Home Scavenger Hunts
April Sides hosted several rounds of Home Scavenger Hunts. Anyone could participate. Participants were shown a slide and had one minute to find a qualifying item in their home and bring it back to their computer. Items were both common and not-so-common household objects, and each object could qualify for only one description. Family members could participate.
Some of the other descriptions:
- Sock with hole
- 15+ years old
The home scavenger hunt was so much fun. And I really love how it doesn't matter how quickly we rush to get the item as long as it is before the timer ends finally. I think it makes it really more inclusive to play!!!!!
These are representative of some of the hauls people collected for the competition:
The 16-Bit Smoke Tree Ranch
Spontaneous conversations are one of the main values of our retreat. Being together allows serendipity to work its magic. This is an unpredictable, intangible benefit that is hard to measure. It would also be impossible to replicate in a virtual environment.
Or would it be impossible?
Sally Young put together a 16-bit representation of Smoke Tree Ranch, our normal retreat venue, using Work Adventure. It replicated all of the hotspots of the premises, from the dining hall to the pool. You could wander around the map, and if you bumped into someone, it started an instant webrtc chat and you could have a one-to-one conversation.

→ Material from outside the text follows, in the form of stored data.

//! CLI argument definitions for the repository integrator.
//!
//! This module defines the command-line interface using clap. It is separated
//! from the main entrypoint to keep the binary small and focused on
//! orchestration.

use camino::Utf8PathBuf;
use clap::{ArgAction, Parser};
use log::LevelFilter;

/// Register a low-priority secondary APT repository.
#[derive(Parser, Debug, Default)]
#[command(name = "repo-integrator")]
#[command(version, about)]
#[command(long_about = concat!(
    "Register a low-priority secondary APT repository.\n\n",
    "By default the Kali Linux rolling archive is added to a Debian host. The ",
    "existing source and preferences configuration is backed up, the repository ",
    "and its signing key are registered, and a pin policy keeps its packages ",
    "below the default release so they are only installed when requested with ",
    "`apt-get install -t kali-rolling <package>`.\n\n",
    "Must be run as root unless --dry-run is given.",
))]
#[command(after_help = concat!(
    "EXAMPLES:\n",
    "  Add the Kali rolling repository:\n",
    "    $ sudo repo-integrator\n\n",
    "  Preview the files that would be written:\n",
    "    $ repo-integrator --dry-run\n\n",
    "  Use a configuration file and show debug diagnostics:\n",
    "    $ sudo repo-integrator --config /etc/repo-integrator.toml -v\n\n",
    "  Install a package from the secondary repository afterwards:\n",
    "    $ sudo apt-get install -t kali-rolling nmap",
))]
pub struct Cli {
    /// Read settings from a TOML configuration file.
    #[arg(short, long, value_name = "FILE")]
    pub config: Option<Utf8PathBuf>,

    /// Show what would be done without changing the system.
    #[arg(long)]
    pub dry_run: bool,

    /// Show diagnostics (-v for debug, -vv for trace).
    #[arg(short, long, action = ArgAction::Count, conflicts_with = "quiet")]
    pub verbose: u8,

    /// Suppress progress output; warnings and errors are still shown.
    #[arg(short, long)]
    pub quiet: bool,
}

impl Cli {
    /// Returns the maximum diagnostic level selected by the flags.
    ///
    /// # Examples
    ///
    /// ```
    /// use log::LevelFilter;
    /// use repo_integrator::cli::Cli;
    ///
    /// assert_eq!(Cli::default().log_level(), LevelFilter::Warn);
    /// assert_eq!(Cli { verbose: 1, ..Cli::default() }.log_level(), LevelFilter::Debug);
    /// ```
    #[must_use]
    pub const fn log_level(&self) -> LevelFilter {
        if self.quiet {
            return LevelFilter::Error;
        }
        match self.verbose {
            0 => LevelFilter::Warn,
            1 => LevelFilter::Debug,
            _ => LevelFilter::Trace,
        }
    }
}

Several areas, like individual tables or the fire pit, had their own dedicated Jitsi rooms where you could participate in larger gatherings.
Some other highlights:
- Each Lullabot has their own cabin they could decorate
- Some tables had games. For example, if you walked up to one table, Jitsi would open on one side, and an instance of Scribble.rs would open on the other. Perfect for Pictionary.
- NPCs (non-player characters) around the ranch would pop up a memory of a past retreat when you talked to them.
- A sprint room that streamed music from soma.fm. Audio and video chats were disabled so that you could hang out without distraction.
Together Apart - Not Forgotten
The virtual retreat allowed us to re-connect and have fun together while we focused on our goals for the upcoming year. We celebrated successes. We expressed gratitude. We reminded ourselves of the humans behind the screens.
It was a bittersweet reunion, because it reminded us all of everything we had missed. But it was welcome and needed, nonetheless.